Merritt, who is from Rankin Inlet, Nunavut, has family ties on Cape Breton Island. Her father is from the island and her grandparents live near Sydney, N.S.
“I’ve been wanting to come to Cape Breton to play this music,” Merritt, 29, said.
Merritt’s Inuit/Irish band was among several acts that performed at Wagmatcook Cultural Centre on Oct. 7 as part of the festival’s Pjal’si: A Wagmatcook Welcome concert.
The concert is part of the Celtic Colours International Festival, an annual nine-day event held throughout various locations on Cape Breton Island. The festival, which begins on the Friday before Thanksgiving, celebrates the island’s cultural heritage through community concerts and cultural events.
Others invited to perform in Wagmatcook First Nation included local singer/drummer Evan Googoo, singer/songwriter George Paul from Metepenagiag Mi’kmaq Nation, N.B. and Scottish band Talisk.
Merritt explains her Inuit and Irish heritage is reflected in her performances.
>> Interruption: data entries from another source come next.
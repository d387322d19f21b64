//! TcpConnection: the per-descriptor state machine.
//!
//! States: Connecting -> Connected -> Disconnecting -> Disconnected. A
//! connection is created by a server or client, which then drives the two
//! lifecycle steps `connect_established` and `connect_destroyed` on the
//! owner loop. All I/O happens on that loop; operations arriving from other
//! threads are posted to it, carrying a strong reference so the connection
//! outlives every callback it scheduled on itself.

use std::any::Any;
use std::io::{self, Write};
use std::net::{SocketAddr, TcpStream};
use std::os::unix::io::{AsRawFd, RawFd};
use std::sync::atomic::{AtomicBool, AtomicU8, Ordering};
use std::sync::Arc;
use std::time::Duration;

use parking_lot::Mutex;
use tracing::{debug, error, trace, warn};

use rivet_core::{Buffer, Config};
use rivet_reactor::{Channel, EventLoop, LoopHandle};

use crate::sock;

/// Invoked on establishment and on disconnect.
pub type ConnectionCallback = Arc<dyn Fn(&Arc<TcpConnection>) + Send + Sync>;
/// Invoked with freshly received bytes; consume what you can parse.
pub type MessageCallback = Arc<dyn Fn(&Arc<TcpConnection>, &mut Buffer) + Send + Sync>;
/// Invoked once each time the output buffer fully drains.
pub type WriteCompleteCallback = Arc<dyn Fn(&Arc<TcpConnection>) + Send + Sync>;
/// Invoked when the output buffer crosses the high-water mark, with its size.
pub type HighWaterMarkCallback = Arc<dyn Fn(&Arc<TcpConnection>, usize) + Send + Sync>;
/// Internal: the owner (server/client) unregisters the connection here.
pub type CloseCallback = Arc<dyn Fn(&Arc<TcpConnection>) + Send + Sync>;

/// Connection lifecycle state.
#[derive(Clone, Copy, Debug, PartialEq, Eq)]
#[repr(u8)]
pub enum ConnState {
    /// Created, not yet wired into the loop.
    Connecting = 0,
    /// Established and readable.
    Connected = 1,
    /// Local close requested; flushing or waiting for teardown.
    Disconnecting = 2,
    /// Fully torn down.
    Disconnected = 3,
}

impl ConnState {
    fn from_u8(v: u8) -> Self {
        match v {
            0 => ConnState::Connecting,
            1 => ConnState::Connected,
            2 => ConnState::Disconnecting,
            _ => ConnState::Disconnected,
        }
    }
}

struct Io {
    stream: TcpStream,
    input: Buffer,
    output: Buffer,
    // Latched by EPIPE/ECONNRESET on a direct write; suppresses buffering.
    fault: bool,
}

#[derive(Default)]
struct Callbacks {
    connection: Option<ConnectionCallback>,
    message: Option<MessageCallback>,
    write_complete: Option<WriteCompleteCallback>,
    high_water_mark: Option<HighWaterMarkCallback>,
    close: Option<CloseCallback>,
    high_water_mark_level: usize,
}

/// One established TCP connection, pinned to its owner loop.
pub struct TcpConnection {
    loop_: LoopHandle,
    name: String,
    fd: RawFd,
    local_addr: SocketAddr,
    peer_addr: SocketAddr,
    state: AtomicU8,
    reading: AtomicBool,
    io: Mutex<Io>,
    cbs: Mutex<Callbacks>,
    context: Mutex<Option<Arc<dyn Any + Send + Sync>>>,
}
//! RpcChannel: the bidirectional call multiplexer.
//!
//! Outbound calls get a strictly monotonic id from an atomic counter and
//! park their completion in the outstanding table until the matching
//! response arrives. Inbound requests resolve the service by name, then the
//! method against the service's method list, before dispatch; the
//! completion closure handed to the service captures the connection and the
//! call id, and sending the response envelope is all it does. Destroying
//! the channel drains the table without running anything.

use std::collections::HashMap;
use std::sync::atomic::{AtomicI64, Ordering};
use std::sync::{Arc, Weak};

use parking_lot::Mutex;
use prost::Message;
use tracing::{debug, warn};

use rivet_core::Buffer;
use rivet_net::TcpConnection;

use crate::codec::{self, RpcCodec};
use crate::message::{ErrorCode, MessageType, RpcMessage};
use crate::service::{Done, ServiceMap};

/// Erased completion for one outstanding call: receives the response
/// envelope, or the error code the peer reported.
pub type ResponseHandler = Box<dyn FnOnce(Result<RpcMessage, ErrorCode>) + Send>;

/// Bidirectional RPC endpoint bound to one connection.
pub struct RpcChannel {
    codec: RpcCodec,
    next_id: AtomicI64,
    outstanding: Mutex<HashMap<i64, ResponseHandler>>,
    services: Mutex<Option<Arc<ServiceMap>>>,
    connection: Mutex<Option<Arc<TcpConnection>>>,
}

impl RpcChannel {
    /// Creates an unbound channel.
    pub fn new() -> Arc<RpcChannel> {
        Arc::new_cyclic(|weak: &Weak<RpcChannel>| {
            let w = weak.clone();
            let codec = RpcCodec::new(Arc::new(move |conn, message| {
                if let Some(channel) = w.upgrade() {
                    channel.on_rpc_message(conn, message);
                }
            }));
            RpcChannel {
                codec,
                next_id: AtomicI64::new(0),
                outstanding: Mutex::new(HashMap::new()),
                services: Mutex::new(None),
                connection: Mutex::new(None),
            }
        })
    }

    /// Binds (or unbinds) the transport connection.
    pub fn set_connection(&self, conn: Option<Arc<TcpConnection>>) {
        *self.connection.lock() = conn;
    }

    /// The bound connection, if any.
    pub fn connection(&self) -> Option<Arc<TcpConnection>> {
        self.connection.lock().clone()
    }

    /// Points inbound request dispatch at a service registry.
    pub fn set_services(&self, services: Arc<ServiceMap>) {
        *self.services.lock() = Some(services);
    }

    /// Number of calls awaiting a response.
    pub fn outstanding_count(&self) -> usize {
        self.outstanding.lock().len()
    }

    /// Drops every outstanding completion without running it.
    pub fn drain_outstanding(&self) {
        let dropped: Vec<ResponseHandler> = {
            let mut table = self.outstanding.lock();
            table.drain().map(|(_, handler)| handler).collect()
        };
        if !dropped.is_empty() {
            debug!("dropping {} outstanding calls", dropped.len());
        }
    }

    /// Connection message callback: feed received bytes through the codec.
    pub fn on_message(&self, conn: &Arc<TcpConnection>, buf: &mut Buffer) {
        self.codec.on_message(conn, buf);
    }

    /// Issues a typed call. The completion receives the decoded response or
    /// the error code from the response envelope; an undecodable response
    /// surfaces as [`ErrorCode::WrongProto`]. Returns the assigned id.
    pub fn call<Req, Resp, F>(
        &self,
        service: &str,
        method: &str,
        request: &Req,
        completion: F,
    ) -> i64
    where
        Req: Message,
        Resp: Message + Default,
        F: FnOnce(Result<Resp, ErrorCode>) + Send + 'static,
    {
        let handler: ResponseHandler = Box::new(move |result| match result {
            Ok(envelope) => match Resp::decode(&envelope.response[..]) {
                Ok(response) => completion(Ok(response)),
                Err(_) => completion(Err(ErrorCode::WrongProto)),
            },
            Err(code) => completion(Err(code)),
        });
        self.call_raw(service, method, request.encode_to_vec(), handler)
    }

    /// Issues a call with an already-serialized request. Returns the
    /// assigned id; ids are strictly increasing per channel.
    pub fn call_raw(
        &self,
        service: &str,
        method: &str,
        request: Vec<u8>,
        handler: ResponseHandler,
    ) -> i64 {
        let id = self.next_id.fetch_add(1, Ordering::AcqRel) + 1;
        let message = RpcMessage::request(id, service, method, request);
        let conn = self.connection.lock().clone();
        match conn {
            Some(conn) => {
                self.outstanding.lock().insert(id, handler);
                self.codec.send(&conn, &message);
            }
            None => {
                // No transport: the completion is dropped without running.
                warn!("call {}::{} with no connection", service, method);
            }
        }
        id
    }

    fn on_rpc_message(&self, conn: &Arc<TcpConnection>, message: RpcMessage) {
        match message.message_type() {
            MessageType::Response => self.handle_response(message),
            MessageType::Request => self.handle_request(conn, message),
            MessageType::Error => {
                warn!("peer error envelope for id {}: {:?}", message.id, message.error_code());
            }
        }
    }

    fn handle_response(&self, message: RpcMessage) {
        let handler = self.outstanding.lock().remove(&message.id);
        match handler {
            Some(handler) => {
                let code = message.error_code();
                if code == ErrorCode::NoError {
                    handler(Ok(message));
                } else {
                    handler(Err(code));
                }
            }
            None => debug!("response for unknown id {} dropped", message.id),
        }
    }

    fn handle_request(&self, conn: &Arc<TcpConnection>, message: RpcMessage) {
        let id = message.id;
        let services = self.services.lock().clone();
        let service = services.as_ref().and_then(|map| map.get(&message.service).cloned());
        let error = match service {
            Some(service) if !service.methods().contains(&message.method.as_str()) => {
                ErrorCode::NoMethod
            }
            Some(service) => {
                let reply_conn = Arc::clone(conn);
                let done: Done = Box::new(move |payload: Vec<u8>| {
                    codec::send_message(&reply_conn, &RpcMessage::response(id, payload));
                });
                match service.call_method(&message.method, &message.request, done) {
                    Ok(()) => ErrorCode::NoError,
                    Err(code) => code,
                }
            }
            None => ErrorCode::NoService,
        };
        if error != ErrorCode::NoError {
            codec::send_message(conn, &RpcMessage::error_response(id, error));
        }
    }
}

impl Drop for RpcChannel {
    fn drop(&mut self) {
        // Outstanding completions are released without being run.
        let n = self.outstanding.get_mut().len();
        if n > 0 {
            debug!("channel dropped with {} outstanding calls", n);
        }
    }
}

impl std::fmt::Debug for RpcChannel {
    fn fmt(&self, f: &mut std::fmt::Formatter<'_>) -> std::fmt::Result {
        f.debug_struct("RpcChannel")
            .field("outstanding", &self.outstanding_count())
            .field("bound", &self.connection.lock().is_some())
            .finish()
    }
}

#[cfg(test)]
mod tests {
    use super::*;
    use std::sync::atomic::AtomicUsize;

    #[test]
    fn test_ids_are_strictly_increasing_even_unbound() {
        let channel = RpcChannel::new();
        let mut last = 0;
        for _ in 0..100 {
            let id = channel.call_raw("s", "m", Vec::new(), Box::new(|_| {}));
            assert!(id > last);
            last = id;
        }
    }

    #[test]
    fn test_unbound_call_drops_completion_without_running() {
        let channel = RpcChannel::new();
        let ran = Arc::new(AtomicUsize::new(0));
        let observed = Arc::clone(&ran);
        channel.call_raw(
            "s",
            "m",
            Vec::new(),
            Box::new(move |_| {
                observed.fetch_add(1, Ordering::SeqCst);
            }),
        );
        assert_eq!(channel.outstanding_count(), 0);
        assert_eq!(ran.load(Ordering::SeqCst), 0);
    }

    #[test]
    fn test_drain_outstanding_empties_table() {
        let channel = RpcChannel::new();
        channel
            .outstanding
            .lock()
            .insert(1, Box::new(|_| panic!("must not run")) as ResponseHandler);
        assert_eq!(channel.outstanding_count(), 1);
        channel.drain_outstanding();
        assert_eq!(channel.outstanding_count(), 0);
    }

    #[test]
    fn test_response_for_unknown_id_is_ignored() {
        let channel = RpcChannel::new();
        // Must not panic or grow the table.
        channel.handle_response(RpcMessage::response(12345, Vec::new()));
        assert_eq!(channel.outstanding_count(), 0);
    }
}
She blends Celtic music with throat singing, singing and spoken word.
In 2015, she released her debut album called, Ivaluarjuk: Ice; Lines and Sealskin.
“This project and the music is about celebrating identity and our histories and, you know, who I am as a person,” Merritt said.
Celebrating local Indigenous culture
Celebrating local Indigenous culture into the Celtic Colours International Festival is important, explained Dawn Beaton, the festival’s artistic director.
“We’re very mindful of how the Mi’kmaq welcomed Scottish and other people when they came here,” Beaton said.
“Those cultures are very much inter-twined and we like to identify that have that as a platform within Celtic Colours,” she said.
Past festivals have honoured legendary Mi’kmaw fiddlers like Lee Cremo and Wilfred Prosper from Eskasoni First Nation, Beaton added.
This year, Beaton said organizers wanted to invite artists from other regions as part of Canada 150 celebrations.
“We’re still an international festival and that’s still the crux of what we do but took a little closer look at the regions all across Canada,” Beaton explained.
George Paul from Metepenagiag Mi’kmaq Nation in New Brunswick, said he was invited to Celtic Colours to perform some of the songs he has written over the past 30 years at the Wagmatcook concert.
Paul, 64, won an East Coast Music Award with his band, Red Ochre, in 2001.
His most well-known song is the Mi’kmaq Honour Song which is sung at most Mi’kmaw cultural events. He said he wrote the song after he fasted on a mountain in Kootenay Plains, Alberta in 1980.
“There’s a message in a lot of the songs that I wrote,” Paul, 64, explained.
“The things that we had gone through throughout history, the political, kind of shuffling that they put us through,” he said.
“My songs are based around that,” Paul said.
For Merritt, performing at Celtic Colours has given her a chance to reconnect with family and recall childhood memories of spending summers in Cape Breton.
“We’ve been touring across Canada for the last couple of years and so it almost felt like, you know, we’re coming home to play music in a place where it was inspired,” she said.